It is not necessary, but recommended to run repair before adding nodes. That's because deleted data may be resurrected if the time between two repair runs is longer than the gc_grace_period, and adding nodes can take a lots of time.

Running nodetool cleanup is also not required, but recommended. Without this, the disk space on existing nodes will not be freed up. If you are adding multiple new nodes, and aren't facing immediate free disk space crisis, it would make more sense to run cleanup once after *all* new nodes are added than run it once after *each* new node is added.


On 05/04/2023 05:24, David Tinker wrote:
The Datastax doc says to run cleanup one node at a time after bootstrapping has completed. The myadventuresincoding post says to run a repair on each node first. Is it necessary to run the repairs first? Thanks.

On Tue, Apr 4, 2023 at 1:11 PM Bowen Song via user <user@cassandra.apache.org> wrote:

    Perhaps have a read here?
    
https://docs.datastax.com/en/cassandra-oss/3.x/cassandra/operations/opsAddNodeToCluster.html


    On 04/04/2023 06:41, David Tinker wrote:
    Ok. Have to psych myself up to the add node task a bit. Didn't go
    well the first time round!

    Tasks
    - Make sure the new node is not in seeds list!
    - Check cluster name, listen address, rpc address
    - Give it its own rack in cassandra-rackdc.properties
    - Delete cassandra-topology.properties if it exists
    - Make sure no compactions are on the go
    - rm -rf /var/lib/cassandra/*
    - rm /data/cassandra/commitlog/* (this is on different disk)
    - systemctl start cassandra

    And it should start streaming data from the other nodes and join
    the cluster. Anything else I have to watch out for? Tx.


    On Tue, Apr 4, 2023 at 5:25 AM Jeff Jirsa <jji...@gmail.com> wrote:

        Because executing “removenode” streamed extra data from live
        nodes to the “gaining” replica

        Oversimplified (if you had one token per node)

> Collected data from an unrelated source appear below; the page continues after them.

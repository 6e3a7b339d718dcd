//! A state cell backed by the key/value store.
//!
//! [`PersistedState`] seeds itself from a [`ValueStore`] on creation and
//! writes every update back before `set` returns:
//!
//! ```
//! use hs_runtime::persisted_state::PersistedState;
//! use hs_runtime::state_persistence::ValueStore;
//!
//! let store = ValueStore::in_memory().shared();
//! let mut search = PersistedState::new(store.clone(), "search", String::from("React"));
//! assert_eq!(search.get(), "React");
//! assert_eq!(store.get("search"), None); // the default is not written back
//!
//! search.set("Go".to_string());
//! assert_eq!(store.get("search").as_deref(), Some("Go"));
//! ```
//!
//! Persistence is best-effort. If the store cannot be written the in-memory
//! value is still updated and stays authoritative for the session.

use std::fmt;
use std::sync::Arc;

use crate::state_persistence::ValueStore;

/// String codec for values held in a [`PersistedState`].
pub trait PersistValue: Sized {
    /// Encode for storage.
    fn encode(&self) -> String;

    /// Decode a stored string. `None` means the stored value is unusable.
    fn decode(raw: &str) -> Option<Self>;
}

impl PersistValue for String {
    fn encode(&self) -> String {
        self.clone()
    }

    fn decode(raw: &str) -> Option<Self> {
        Some(raw.to_string())
    }
}

macro_rules! persist_via_from_str {
    ($($ty:ty),* $(,)?) => {
        $(
            impl PersistValue for $ty {
                fn encode(&self) -> String {
                    self.to_string()
                }

                fn decode(raw: &str) -> Option<Self> {
                    raw.trim().parse().ok()
                }
            }
        )*
    };
}

persist_via_from_str!(bool, i32, i64, u16, u32, u64, usize);

/// A value seeded from, and written through to, a [`ValueStore`].
pub struct PersistedState<T> {
    store: Arc<ValueStore>,
    key: String,
    value: T,
    restored: bool,
}

impl<T: PersistValue> PersistedState<T> {
    /// Create the cell, seeding it from `store[key]` or `initial`.
    ///
    /// `initial` is not written to the store; the first [`set`](Self::set)
    /// is the first write.
    pub fn new(store: Arc<ValueStore>, key: impl Into<String>, initial: T) -> Self {
        let key = key.into();
        let (value, restored) = match store.get(&key) {
            Some(raw) => match T::decode(&raw) {
                Some(value) => (value, true),
                None => {
                    tracing::warn!(key = %key, raw = %raw, "stored value not decodable, using default");
                    (initial, false)
                }
            },
            None => (initial, false),
        };
        tracing::debug!(key = %key, restored, "persisted state created");
        Self {
            store,
            key,
            value,
            restored,
        }
    }

    /// Current value.
    #[inline]
    pub fn get(&self) -> &T {
        &self.value
    }

    /// Replace the value, then write it through to the store.
    ///
    /// Every call writes, including one that sets an equal value. Returns
    /// `true` if the store committed the write.
    pub fn set(&mut self, value: T) -> bool {
        self.value = value;
        self.store.set(&self.key, &self.value.encode())
    }

    /// Storage key.
    #[inline]
    pub fn key(&self) -> &str {
        &self.key
    }

    /// Whether the initial value came from the store.
    #[inline]
    pub fn is_restored(&self) -> bool {
        self.restored
    }

    /// The store this cell writes to.
    #[inline]
    pub fn store(&self) -> &Arc<ValueStore> {
        &self.store
    }

    /// Consume the cell, returning the current value.
    pub fn into_inner(self) -> T {
        self.value
    }
}

impl<T: fmt::Debug> fmt::Debug for PersistedState<T> {
    fn fmt(&self, f: &mut fmt::Formatter<'_>) -> fmt::Result {
        f.debug_struct("PersistedState")
            .field("key", &self.key)
            .field("value", &self.value)
            .field("restored", &self.restored)
            .finish()
    }
}

#[cfg(test)]
mod tests {
    use super::*;
    use crate::state_persistence::{MemoryStorage, StorageBackend, StorageError, StorageResult};
    use std::sync::Mutex;

    /// Backend that records every write in order.
    #[derive(Default)]
    struct RecordingStorage {
        inner: MemoryStorage,
        log: Mutex<Vec<(String, String)>>,
    }

    impl StorageBackend for RecordingStorage {
        fn name(&self) -> &str {
            "RecordingStorage"
        }
        fn get(&self, key: &str) -> StorageResult<Option<String>> {
            self.inner.get(key)
        }
        fn set(&self, key: &str, value: &str) -> StorageResult<()> {
            self.log
                .lock()
                .unwrap()
                .push((key.to_string(), value.to_string()));
            self.inner.set(key, value)
        }
        fn remove(&self, key: &str) -> StorageResult<Option<String>> {
            self.inner.remove(key)
        }
        fn clear(&self) -> StorageResult<()> {
            self.inner.clear()
        }
    }

    struct ReadOnlyStorage(MemoryStorage);

    impl StorageBackend for ReadOnlyStorage {
        fn name(&self) -> &str {
            "ReadOnlyStorage"
        }
        fn get(&self, key: &str) -> StorageResult<Option<String>> {
            self.0.get(key)
        }
        fn set(&self, _key: &str, _value: &str) -> StorageResult<()> {
            Err(StorageError::Unavailable("read-only".into()))
        }
        fn remove(&self, _key: &str) -> StorageResult<Option<String>> {
            Err(StorageError::Unavailable("read-only".into()))
        }
        fn clear(&self) -> StorageResult<()> {
            Err(StorageError::Unavailable("read-only".into()))
        }
    }

    #[test]
    fn empty_store_uses_initial_without_writing() {
        let store = ValueStore::in_memory().shared();
        let state = PersistedState::new(store.clone(), "search", "React".to_string());
        assert_eq!(state.get(), "React");
        assert!(!state.is_restored());
        assert_eq!(store.get("search"), None);
        assert_eq!(store.stats().writes, 0);
    }

    #[test]
    fn set_writes_through() {
        let store = ValueStore::in_memory().shared();
        let mut state = PersistedState::new(store.clone(), "search", "React".to_string());
        assert!(state.set("Go".to_string()));
        assert_eq!(state.get(), "Go");
        assert_eq!(store.get("search").as_deref(), Some("Go"));
    }

    #[test]
    fn recreating_restores_last_value() {
        let store = ValueStore::in_memory().shared();
        {
            let mut state = PersistedState::new(store.clone(), "search", "React".to_string());
            state.set("Redux".to_string());
        }
        let state = PersistedState::new(store, "search", "React".to_string());
        assert_eq!(state.get(), "Redux");
        assert!(state.is_restored());
    }

    #[test]
    fn stored_empty_string_is_a_value() {
        let store = ValueStore::in_memory().shared();
        store.set("search", "");
        let state = PersistedState::new(store, "search", "React".to_string());
        assert_eq!(state.get(), "");
        assert!(state.is_restored());
    }

    #[test]
    fn writes_follow_setter_order() {
        let backend = Arc::new(RecordingStorage::default());
        let store = ValueStore::new(Box::new(Arc::clone(&backend))).shared();
        let mut state = PersistedState::new(store, "search", String::new());

        for term in ["R", "Re", "Re", "Red"] {
            state.set(term.to_string());
        }

        let log = backend.log.lock().unwrap();
        let values: Vec<&str> = log.iter().map(|(_, v)| v.as_str()).collect();
        assert_eq!(values, ["R", "Re", "Re", "Red"]);
        assert!(log.iter().all(|(k, _)| k == "search"));
    }

    #[test]
    fn failed_write_keeps_memory_value() {
        let backend = ReadOnlyStorage(MemoryStorage::with_entries([("search", "React")]));
        let store = ValueStore::new(Box::new(backend)).shared();
        let mut state = PersistedState::new(store.clone(), "search", "x".to_string());
        assert_eq!(state.get(), "React");

        assert!(!state.set("Go".to_string()));
        assert_eq!(state.get(), "Go");
        assert_eq!(store.get("search").as_deref(), Some("React"));
        assert_eq!(store.stats().failures, 1);
    }

    #[test]
    fn undecodable_value_falls_back() {
        let store = ValueStore::new(Box::new(MemoryStorage::with_entries([(
            "count", "lots",
        )])))
        .shared();
        let state = PersistedState::new(store, "count", 7u32);
        assert_eq!(*state.get(), 7);
        assert!(!state.is_restored());
    }

    #[test]
    fn non_string_values_round_trip() {
        let store = ValueStore::in_memory().shared();
        let mut flag = PersistedState::new(store.clone(), "focus", false);
        flag.set(true);
        assert_eq!(store.get("focus").as_deref(), Some("true"));

        let restored = PersistedState::new(store, "focus", false);
        assert!(*restored.get());
        assert!(restored.into_inner());
    }
}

        If you  start with A B C

        Then add D

        D should bootstrap a range from each of A B and C, but at the
        end, some of the data that was A B C becomes B C D

        When you removenode, you tell B and C to send data back to A.

        A B and C will eventually contact that data away. Eventually.

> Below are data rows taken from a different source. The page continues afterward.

#![forbid(unsafe_code)]

//! Text input widget.
//!
//! A single-line text input with cursor movement, word deletion, paste and
//! horizontal scrolling. Grapheme-cluster aware for correct Unicode handling.

use hs_core::event::{Event, KeyCode, KeyEvent, KeyEventKind, Modifiers};
use hs_core::geometry::Rect;
use hs_render::frame::Frame;
use unicode_segmentation::UnicodeSegmentation;
use unicode_width::UnicodeWidthStr;

use crate::Widget;
use crate::focus::Focusable;

/// A single-line text input widget.
#[derive(Debug, Clone, Default)]
pub struct TextInput {
    /// Text value.
    value: String,
    /// Cursor position (grapheme index).
    cursor: usize,
    /// Placeholder shown while the value is empty.
    placeholder: String,
    /// Whether the input is focused (controls cursor output and key handling).
    focused: bool,
}

impl TextInput {
    /// Create a new empty text input.
    pub fn new() -> Self {
        Self::default()
    }

    // --- Builder methods ---

    /// Set the text value (builder). The cursor moves to the end.
    pub fn with_value(mut self, value: impl Into<String>) -> Self {
        self.value = value.into();
        self.cursor = self.grapheme_count();
        self
    }

    /// Set the placeholder text (builder).
    pub fn with_placeholder(mut self, placeholder: impl Into<String>) -> Self {
        self.placeholder = placeholder.into();
        self
    }

    /// Set focus state (builder).
    pub fn with_focused(mut self, focused: bool) -> Self {
        self.focused = focused;
        self
    }

    // --- Value access ---

    /// Get the current value.
    pub fn value(&self) -> &str {
        &self.value
    }

    /// Set the value, clamping the cursor to the valid range.
    pub fn set_value(&mut self, value: impl Into<String>) {
        self.value = value.into();
        self.cursor = self.cursor.min(self.grapheme_count());
    }

    /// Clear all text.
    pub fn clear(&mut self) {
        self.value.clear();
        self.cursor = 0;
    }

    /// Get the cursor position (grapheme index).
    pub fn cursor(&self) -> usize {
        self.cursor
    }

    /// Get the cursor screen position relative to a render area.
    ///
    /// Useful for `Frame::set_cursor()`.
    pub fn cursor_position(&self, area: Rect) -> (u16, u16) {
        let cursor_visual = self.cursor_visual_pos();
        let rel_x = cursor_visual.saturating_sub(self.scroll_for(area.width as usize));
        let x = area
            .x
            .saturating_add(rel_x as u16)
            .min(area.right().saturating_sub(1));
        (x, area.y)
    }

    // --- Event handling ---

    /// Handle a terminal event.
    ///
    /// Unfocused inputs ignore everything. Returns `true` if the state changed.
    pub fn handle_event(&mut self, event: &Event) -> bool {
        if !self.focused {
            return false;
        }
        match event {
            Event::Key(key)
                if key.kind == KeyEventKind::Press || key.kind == KeyEventKind::Repeat =>
            {
                self.handle_key(key)
            }
            Event::Paste(paste) => {
                let text: String = paste.text.chars().filter(|c| !c.is_control()).collect();
                if text.is_empty() {
                    return false;
                }
                self.insert_str(&text);
                true
            }
            _ => false,
        }
    }

    fn handle_key(&mut self, key: &KeyEvent) -> bool {
        let ctrl = key.modifiers.contains(Modifiers::CTRL);

        match key.code {
            KeyCode::Char(c) if !ctrl => {
                self.insert_str(c.encode_utf8(&mut [0; 4]));
                true
            }
            // Ctrl+U: clear to start of line
            KeyCode::Char('u') if ctrl => {
                let end = self.grapheme_byte_offset(self.cursor);
                self.value.drain(..end);
                self.cursor = 0;
                true
            }
            KeyCode::Backspace => {
                if ctrl {
                    self.delete_word_back();
                } else {
                    self.delete_char_back();
                }
                true
            }
            KeyCode::Delete => {
                self.delete_char_forward();
                true
            }
            KeyCode::Left => {
                self.cursor = self.cursor.saturating_sub(1);
                true
            }
            KeyCode::Right => {
                self.cursor = (self.cursor + 1).min(self.grapheme_count());
                true
            }
            KeyCode::Home => {
                self.cursor = 0;
                true
            }
            KeyCode::End => {
                self.cursor = self.grapheme_count();
                true
            }
            _ => false,
        }
    }

    // --- Editing operations ---

    fn insert_str(&mut self, text: &str) {
        let byte_offset = self.grapheme_byte_offset(self.cursor);
        let before = self.grapheme_count();
        self.value.insert_str(byte_offset, text);
        // Combining marks can merge into an existing cluster.
        let added = self.grapheme_count().saturating_sub(before);
        self.cursor += added;
    }

    fn delete_char_back(&mut self) {
        if self.cursor > 0 {
            let byte_start = self.grapheme_byte_offset(self.cursor - 1);
            let byte_end = self.grapheme_byte_offset(self.cursor);
            self.value.drain(byte_start..byte_end);
            self.cursor -= 1;
        }
    }

    fn delete_char_forward(&mut self) {
        if self.cursor < self.grapheme_count() {
            let byte_start = self.grapheme_byte_offset(self.cursor);
            let byte_end = self.grapheme_byte_offset(self.cursor + 1);
            self.value.drain(byte_start..byte_end);
        }
    }

    fn delete_word_back(&mut self) {
        let graphemes: Vec<&str> = self.value.graphemes(true).collect();
        let mut pos = self.cursor;
        while pos > 0 && graphemes[pos - 1].chars().all(char::is_whitespace) {
            pos -= 1;
        }
        while pos > 0 && !graphemes[pos - 1].chars().all(char::is_whitespace) {
            pos -= 1;
        }
        if pos < self.cursor {
            let byte_start = self.grapheme_byte_offset(pos);
            let byte_end = self.grapheme_byte_offset(self.cursor);
            self.value.drain(byte_start..byte_end);
            self.cursor = pos;
        }
    }

    // --- Internal helpers ---

    fn grapheme_count(&self) -> usize {
        self.value.graphemes(true).count()
    }

    fn grapheme_byte_offset(&self, grapheme_idx: usize) -> usize {
        self.value
            .grapheme_indices(true)
            .nth(grapheme_idx)
            .map(|(i, _)| i)
            .unwrap_or(self.value.len())
    }

    fn cursor_visual_pos(&self) -> usize {
        self.value
            .graphemes(true)
            .take(self.cursor)
            .map(UnicodeWidthStr::width)
            .sum()
    }

    /// Leftmost visible column, keeping the cursor inside the viewport.
    fn scroll_for(&self, viewport_width: usize) -> usize {
        let cursor_visual = self.cursor_visual_pos();
        if viewport_width == 0 || cursor_visual < viewport_width {
            0
        } else {
            cursor_visual + 1 - viewport_width
        }
    }
}

impl Focusable for TextInput {
    fn focus(&mut self) {
        self.focused = true;
    }

    fn blur(&mut self) {
        self.focused = false;
    }

    fn is_focused(&self) -> bool {
        self.focused
    }
}

impl Widget for TextInput {
    fn render(&self, area: Rect, frame: &mut Frame) {
        #[cfg(feature = "tracing")]
        let _span = tracing::debug_span!(
            "widget_render",
            widget = "TextInput",
            x = area.x,
            y = area.y,
            w = area.width
        )
        .entered();

        if area.is_empty() {
            return;
        }

        if self.value.is_empty() {
            frame.print(area.x, area.y, &self.placeholder, area.right());
        } else {
            let scroll = self.scroll_for(area.width as usize);
            let mut skipped = 0usize;
            let visible: String = self
                .value
                .graphemes(true)
                .skip_while(|g| {
                    let w = UnicodeWidthStr::width(*g);
                    if skipped + w <= scroll {
                        skipped += w;
                        true
                    } else {
                        false
                    }
                })
                .collect();
            frame.print(area.x, area.y, &visible, area.right());
        }

        if self.focused {
            frame.set_cursor(Some(self.cursor_position(area)));
        }
    }
}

        If you get around to adding D again, running “cleanup” when
        you’re done (successfully) will remove a lot of it.



        On Apr 3, 2023, at 8:14 PM, David Tinker
        <david.tin...@gmail.com> wrote:

        
        Looks like the remove has sorted things out. Thanks.

        One thing I am wondering about is why the nodes are
        carrying a lot more data? The loads were about 2.7T
        before, now 3.4T.

        # nodetool status
        Datacenter: dc1
        ===============
        Status=Up/Down
        |/ State=Normal/Leaving/Joining/Moving
        --  Address          Load      Tokens  Owns (effective)
         Host ID                   Rack
        UN  xxx.xxx.xxx.105  3.4 TiB   256 100.0%
         afd02287-3f88-4c6f-8b27-06f7a8192402  rack3
        UN  xxx.xxx.xxx.253  3.34 TiB  256 100.0%
         e1af72be-e5df-4c6b-a124-c7bc48c6602a  rack2
        UN  xxx.xxx.xxx.107  3.44 TiB  256 100.0%
         ab72f017-be96-41d2-9bef-a551dec2c7b5  rack1

        On Mon, Apr 3, 2023 at 5:42 PM Bowen Song via user
        <user@cassandra.apache.org> wrote:

            That's correct. nodetool removenode is strongly
            preferred when your node is already down. If the node is
            still functional, use nodetool decommission on the node
            instead.

            On 03/04/2023 16:32, Jeff Jirsa wrote:
            FWIW, `nodetool decommission` is strongly preferred.
            `nodetool removenode` is designed to be run when a host
            is offline. Only decommission is guaranteed to maintain
            consistency / correctness, and removemode probably
            streams a lot more data around than decommission.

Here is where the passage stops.